Thursday, January 22, 2009

Scientists find evidence Antartica is warming

ABC News Online, Posted Thu Jan 22, 2009 1:42pm AEDT

http://www.abc.net.au/news/stories/2009/01/22/2472221.htm


For climate scientists, it has been one of the great questions.

While the rest of the world has been warming up, the interior of Antarctica has been getting colder.

The thinking was that stronger winds, ozone layer holes and moist air were bringing in more snow to keep temperatures down.

But new research has found that, in fact, the iciest continent is undergoing the same changes as the rest of the planet.

The research, conducted by a group of scientists in the United States led by Professor Eric Steig at the University of Washington, has been published in the journal Nature.

"Most studies of Antarctic climate change in the recent past have relied on weather records, which are located at the Antarctic research stations," Professor Steig told the ABC's AM program.

"And most of those stations, there are 42 of them, are on the coastline or near the Antarctic coastline, with only two in the interior of the continent.
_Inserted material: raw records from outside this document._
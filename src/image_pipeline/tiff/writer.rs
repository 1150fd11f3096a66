use crate::image_pipeline::common::error::Result;
use crate::image_pipeline::stream::types::FrameRecord;

/// Open/write/close lifecycle of a frame sequence container.
///
/// `open` and `close` are idempotent. A failed `write_frame` leaves the
/// sequence open and the frame index unchanged.
pub trait SequenceWriter {
    fn open(&mut self) -> Result<()>;
    fn is_open(&self) -> bool;
    fn write_frame(&mut self, metadata: Option<&FrameRecord>, raw: &[u8]) -> Result<()>;
    fn close(&mut self) -> Result<()>;
    /// Number of frames written since the last `open`.
    fn frame_index(&self) -> u32;
}
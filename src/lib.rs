pub mod image_pipeline;
pub mod logger;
"Some of those stations have shown cooling in recent decades, including one of those in the centre of the continent at the South Pole, and that's resulted in the popular notion that all of Antarctica is cooling."

Working out what has been happening across the icy interior has been the challenge.
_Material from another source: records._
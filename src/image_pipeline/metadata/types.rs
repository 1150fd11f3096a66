//! Decoded frame metadata types

use std::ops::Range;

use crate::image_pipeline::stream::types::Region;

/// Signature opening every metadata-enabled frame buffer.
pub const FRAME_SIGNATURE: u32 = 5_328_208;

/// Packed size of the frame header in bytes.
pub const FRAME_HEADER_SIZE: usize = 48;

/// Packed size of a ROI header in bytes.
pub const ROI_HEADER_SIZE: usize = 32;

/// Frame header flag: ROI headers carry begin/end-of-region timestamps.
pub const FRAME_FLAG_ROI_TS_SUPPORTED: u8 = 0x01;

/// ROI flag: the ROI carries no usable data and is not painted.
pub const ROI_FLAG_INVALID: u8 = 0x01;

/// ROI flag: only the header was transferred, no pixel payload follows.
pub const ROI_FLAG_HEADER_ONLY: u8 = 0x02;

/// Frame-level header decoded from the start of the buffer.
#[derive(Debug, Clone, Copy, PartialEq, Eq, Default)]
pub struct FrameHeader {
    pub version: u8,
    pub frame_nr: u32,
    pub roi_count: u16,
    /// Beginning-of-frame timestamp, in units of `timestamp_res_ns`
    pub timestamp_bof: u32,
    /// End-of-frame timestamp, in units of `timestamp_res_ns`
    pub timestamp_eof: u32,
    pub timestamp_res_ns: u32,
    pub exposure_time: u32,
    pub exposure_time_res_ns: u32,
    pub roi_timestamp_res_ns: u32,
    pub bit_depth: u8,
    pub color_mask: u8,
    pub flags: u8,
    pub extended_md_size: u16,
}

impl FrameHeader {
    pub fn roi_timestamps_supported(&self) -> bool {
        self.flags & FRAME_FLAG_ROI_TS_SUPPORTED != 0
    }
}

/// Begin/end-of-region timestamps, in units of the frame's `roi_timestamp_res_ns`.
#[derive(Debug, Clone, Copy, PartialEq, Eq, Default)]
pub struct RoiTimestamps {
    pub bor: u32,
    pub eor: u32,
}

#[derive(Debug, Clone, Copy, PartialEq, Eq, Default)]
pub struct RoiHeader {
    pub roi_nr: u16,
    /// Present only when the frame header advertises ROI timestamps.
    pub timestamps: Option<RoiTimestamps>,
    pub roi: Region,
    pub flags: u8,
    pub extended_md_size: u16,
}

impl RoiHeader {
    pub fn is_invalid(&self) -> bool {
        self.flags & ROI_FLAG_INVALID != 0
    }

    /// Whether a pixel payload follows this header in the buffer.
    pub fn carries_pixels(&self) -> bool {
        self.flags & (ROI_FLAG_INVALID | ROI_FLAG_HEADER_ONLY) == 0
    }
}

/// One decoded ROI. The payload and extended metadata are byte ranges into the
/// raw buffer the frame was decoded from.
#[derive(Debug, Clone, PartialEq, Eq, Default)]
pub struct RoiEntry {
    pub header: RoiHeader,
    pub data: Range<usize>,
    pub ext_md: Range<usize>,
}

impl RoiEntry {
    pub fn data_size(&self) -> usize {
        self.data.len()
    }

    pub fn ext_md_size(&self) -> usize {
        self.ext_md.len()
    }

    /// Pixel payload within `raw`, which must be the buffer this entry was decoded from.
    pub fn payload<'a>(&self, raw: &'a [u8]) -> Option<&'a [u8]> {
        raw.get(self.data.clone())
    }
}

/// Decoded view of one metadata-enabled frame.
///
/// A writer keeps one of these for its whole life and decodes every frame into
/// it, so the ROI vector is only reallocated when a frame has more ROIs than any
/// frame before it.
#[derive(Debug, Clone, Default)]
pub struct DecodedFrame {
    pub(crate) header: FrameHeader,
    pub(crate) ext_md: Range<usize>,
    pub(crate) implied_roi: Region,
    pub(crate) roi_capacity: usize,
    pub(crate) rois: Vec<RoiEntry>,
}

impl DecodedFrame {
    pub fn new() -> Self {
        Self::default()
    }

    pub fn with_roi_capacity(capacity: usize) -> Self {
        Self {
            roi_capacity: capacity,
            rois: Vec::with_capacity(capacity),
            ..Self::default()
        }
    }

    pub fn header(&self) -> &FrameHeader {
        &self.header
    }

    /// Bounding region of all valid ROIs, before binning.
    pub fn implied_roi(&self) -> &Region {
        &self.implied_roi
    }

    pub fn ext_md_size(&self) -> usize {
        self.ext_md.len()
    }

    /// Number of ROI slots reserved so far; never shrinks.
    pub fn roi_capacity(&self) -> usize {
        self.roi_capacity
    }

    /// Number of ROIs in the last decoded frame, invalid ones included.
    pub fn roi_count(&self) -> usize {
        self.rois.len()
    }

    pub fn rois(&self) -> &[RoiEntry] {
        &self.rois
    }

    /// ROIs that are painted and described, with their original index.
    pub fn valid_rois(&self) -> impl Iterator<Item = (usize, &RoiEntry)> {
        self.rois
            .iter()
            .enumerate()
            .filter(|(_, roi)| !roi.header.is_invalid())
    }
}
"What we did is we took advantage of the fact that, in fact, there is data. There's over 25 years now of data from satellites, which provides an alternative way to measure the temperature," Professor Steig said.


West Antarctica warming up

By correlating the two, the research team believes it has come up with an accurate picture stretching back half a century, and it shows western Antarctica especially has been getting warmer by about a 10th of a degree every decade.
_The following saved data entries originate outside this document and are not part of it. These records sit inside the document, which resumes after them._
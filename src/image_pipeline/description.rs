//! Page description text
//!
//! Every page gets a `key=value` block describing the stream, the frame record
//! and, for recomposed frames, the decoded metadata. Fields only ever get added
//! by newer stream versions, so readers of an older layout keep working.

use std::fmt;

use crate::image_pipeline::metadata::types::DecodedFrame;
use crate::image_pipeline::stream::types::{FrameRecord, StreamHeader, StreamVersion};

const UNKNOWN_UNIT: &str = "<unknown unit>";

/// Renders the description for one page.
///
/// Returns an empty string when there is no frame record. `decoded` is only
/// used for V3+ streams that carry metadata.
pub fn format_image_description(
    header: &StreamHeader,
    record: Option<&FrameRecord>,
    decoded: Option<&DecodedFrame>,
) -> String {
    match record {
        Some(record) => ImageDescription { header, record, decoded }.to_string(),
        None => String::new(),
    }
}

struct ImageDescription<'a> {
    header: &'a StreamHeader,
    record: &'a FrameRecord,
    decoded: Option<&'a DecodedFrame>,
}

impl fmt::Display for ImageDescription<'_> {
    fn fmt(&self, f: &mut fmt::Formatter<'_>) -> fmt::Result {
        let header = self.header;
        let record = self.record;
        let version = header.version;

        write!(f, "bitDepth={}", header.bit_depth)?;

        if version >= StreamVersion::V1 {
            let unit = header.exposure_resolution.unit().unwrap_or(UNKNOWN_UNIT);
            write!(f, "\nregion={}", header.region)?;
            write!(f, "\nframeNr={}", record.frame_number)?;
            write!(f, "\nreadoutTime={}us", record.readout_time)?;
            write!(f, "\nexpTime={}{}", record.exposure_time, unit)?;
        }

        if version >= StreamVersion::V2 {
            write!(f, "\nbofTime={}us", record.bof_time_us(version))?;
            write!(f, "\neofTime={}us", record.eof_time_us(version))?;
        }

        if version >= StreamVersion::V3 {
            write!(f, "\nroiCount={}", record.roi_count)?;
            write!(f, "\ncolorMask={}", header.color_mask as u16)?;
            write!(f, "\nflags=0x{:x}", header.flags as u16)?;
        }

        if let Some(frame) = self.decoded.filter(|_| header.recomposes()) {
            write_decoded(f, frame)?;
        }

        Ok(())
    }
}

fn write_decoded(f: &mut fmt::Formatter<'_>, frame: &DecodedFrame) -> fmt::Result {
    let h = frame.header();
    write!(f, "\nmeta.header.version={}", h.version as u16)?;
    write!(f, "\nmeta.header.frameNr={}", h.frame_nr)?;
    write!(f, "\nmeta.header.roiCount={}", h.roi_count)?;
    write!(f, "\nmeta.header.timeBof={}", h.timestamp_bof)?;
    write!(f, "\nmeta.header.timeEof={}", h.timestamp_eof)?;
    write!(f, "\nmeta.header.timeResNs={}", h.timestamp_res_ns)?;
    write!(f, "\nmeta.header.expTime={}", h.exposure_time)?;
    write!(f, "\nmeta.header.expTimeResNs={}", h.exposure_time_res_ns)?;
    write!(f, "\nmeta.header.roiTimeResNs={}", h.roi_timestamp_res_ns)?;
    write!(f, "\nmeta.header.bitDepth={}", h.bit_depth as u16)?;
    write!(f, "\nmeta.header.colorMask={}", h.color_mask as u16)?;
    write!(f, "\nmeta.header.flags={}", h.flags as u16)?;
    write!(f, "\nmeta.header.extMdSize={}", h.extended_md_size)?;
    write!(f, "\nmeta.extMdSize={}", frame.ext_md_size())?;
    write!(f, "\nmeta.impliedRoi={}", frame.implied_roi())?;
    write!(f, "\nmeta.roiCapacity={}", frame.roi_capacity())?;
    write!(f, "\nmeta.roiCount={}", frame.roi_count())?;

    for (n, roi) in frame.valid_rois() {
        let rh = &roi.header;
        write!(f, "\nmeta.roi[{n}].header.roiNr={}", rh.roi_nr)?;
        if let Some(ts) = rh.timestamps.filter(|_| h.roi_timestamps_supported()) {
            write!(f, "\nmeta.roi[{n}].header.timeBor={}", ts.bor)?;
            write!(f, "\nmeta.roi[{n}].header.timeEor={}", ts.eor)?;
        }
        write!(f, "\nmeta.roi[{n}].header.roi={}", rh.roi)?;
        write!(f, "\nmeta.roi[{n}].header.flags={}", rh.flags as u16)?;
        write!(f, "\nmeta.roi[{n}].header.extMdSize={}", rh.extended_md_size)?;
        write!(f, "\nmeta.roi[{n}].dataSize={}", roi.data_size())?;
        // Duplicates header.extMdSize; label kept for compatibility.
        write!(f, "\nmeta.roi[{n}].extMdSize={}", roi.ext_md_size())?;
    }
    Ok(())
}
"What we found, in a nutshell, is that Antarctica is not cooling," Professor Steig said.

"Now some parts of it have been cooling, but only since the late 1970s, and only in certain seasons, primarily in autumn.

"On average the entire continent is warming and especially it is warming in winter and spring. Finally, west Antarctica, just like the Antarctic peninsula, is warming in all seasons."

A lot of the concern about climate change has focused on the northern polar region and the potential for the melting of Greenland's ice sheet.

Professor Barry Brook, from the University of Adelaide's Institute for Climate Change, welcomes the new research, which he says will improve understanding of potential threats in the south - major ice sheets like those in western Antarctica.

"There's a number of large ice sheets there that are grounded below sea level and so if they start to melt they contribute to sea level rise," he said.

"And so the worry is that if temperatures are going up more rapidly in west Antarctica than we previously expected, the sea level could be rising faster or will continue to rise faster this century than we would have otherwise anticipated."

- Adapted from a report by Shane McLeod for AM on January 22.

Study findings contradict Antarctic cooling theory

By ABC correspondent Shane McLeod

Posted Thu Jan 22, 2009 9:31am AEDT
Updated Thu Jan 22, 2009 9:30am AEDT

Scientists believe global warming is affecting Antarctica at the same rate as the rest of the planet, contradicting earlier studies that suggested the coldest continent was getting cooler.

Climate scientists had puzzled over Antarctica, believing that while some parts of the continent like the Antarctic peninsula had been warming up, the vast interior was getting cooler.

Tracking temperature trends across the cold and barren continent is difficult.

Long term weather records are limited, but scientists in the United States used them in conjunction with more recent satellite data to calculate half a century of records for the entire continent.

Their results, published in the journal Nature, show that western Antarctica is warming a lot faster than had been thought, at a rate of about 0.1 degrees Celsius every decade.

Eastern Antarctica is cooler, but overall the continent is getting warmer, mirroring the rest of the planet.

The scientists believe warmer sea temperatures and winds are behind the warming trend.